State how many lines in the records below include the word "HashMap". Give nothing but that number.

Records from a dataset
"""

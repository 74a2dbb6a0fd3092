pub mod ticket;

use std::{
    collections::HashMap,
    sync::{Mutex, MutexGuard, PoisonError},
};

use time::OffsetDateTime;

pub use self::ticket::{Id, Status, Ticket};

// Each operation holds the lock for its whole mutation.
#[derive(Debug, Default)]
pub struct Store(Mutex<Inner>);

#[derive(Debug, Default)]
struct Inner {
    tickets: HashMap<Id, Ticket>,

    /// Creation order of the live ids.
    order: Vec<Id>,
}

impl Store {
    pub fn new() -> Self {
        Self::default()
    }

    /// Store holding the two demonstration tickets.
    pub fn seeded() -> Self {
        let now = OffsetDateTime::now_utc();
        let store = Self::new();
        {
            let mut inner = store.lock();
            inner.insert(Ticket {
                id: Id::from(1),
                name: "First ticket".into(),
                description: String::new(),
                status: Status::Open,
                created: now,
            });
            inner.insert(Ticket {
                id: Id::from(2),
                name: "Second ticket".into(),
                description: String::new(),
                status: Status::Resolved,
                created: now,
            });
        }
        store
    }

    /// Snapshot of every live ticket in creation order.
    pub fn list_all(&self) -> Vec<Ticket> {
        let inner = self.lock();
        inner
            .order
            .iter()
            .filter_map(|id| inner.tickets.get(id))
            .cloned()
            .collect()
    }

    pub fn get_by_id(&self, id: Id) -> Option<Ticket> {
        self.lock().tickets.get(&id).cloned()
    }

    pub fn create(
        &self,
        name: String,
        description: String,
        status: Status,
    ) -> Ticket {
        let mut inner = self.lock();
        let mut id = Id::new();
        while inner.tickets.contains_key(&id) {
            id = Id::new();
        }
        let ticket = Ticket {
            id,
            name,
            description,
            status,
            created: OffsetDateTime::now_utc(),
        };
        inner.insert(ticket.clone());
        ticket
    }

    /// Replaces name, description and status of an existing ticket.
    pub fn update(
        &self,
        id: Id,
        name: String,
        description: String,
        status: Status,
    ) -> Option<Ticket> {
        let mut inner = self.lock();
        let ticket = inner.tickets.get_mut(&id)?;
        ticket.name = name;
        ticket.description = description;
        ticket.status = status;
        Some(ticket.clone())
    }

    pub fn change_status(&self, id: Id, status: Status) -> Option<Ticket> {
        let mut inner = self.lock();
        let ticket = inner.tickets.get_mut(&id)?;
        ticket.status = status;
        Some(ticket.clone())
    }

    /// Removes the ticket, returning whether it existed.
    pub fn delete(&self, id: Id) -> bool {
        let mut inner = self.lock();
        let existed = inner.tickets.remove(&id).is_some();
        if existed {
            inner.order.retain(|live| *live != id);
        }
        existed
    }

    pub fn len(&self) -> usize {
        self.lock().tickets.len()
    }

    pub fn is_empty(&self) -> bool {
        self.len() == 0
    }

    fn lock(&self) -> MutexGuard<'_, Inner> {
        self.0.lock().unwrap_or_else(PoisonError::into_inner)
    }
}

impl Inner {
    fn insert(&mut self, ticket: Ticket) {
        self.order.push(ticket.id);
        self.tickets.insert(ticket.id, ticket);
    }
}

"""

#### OUTPUT OF THE EXERCISE
2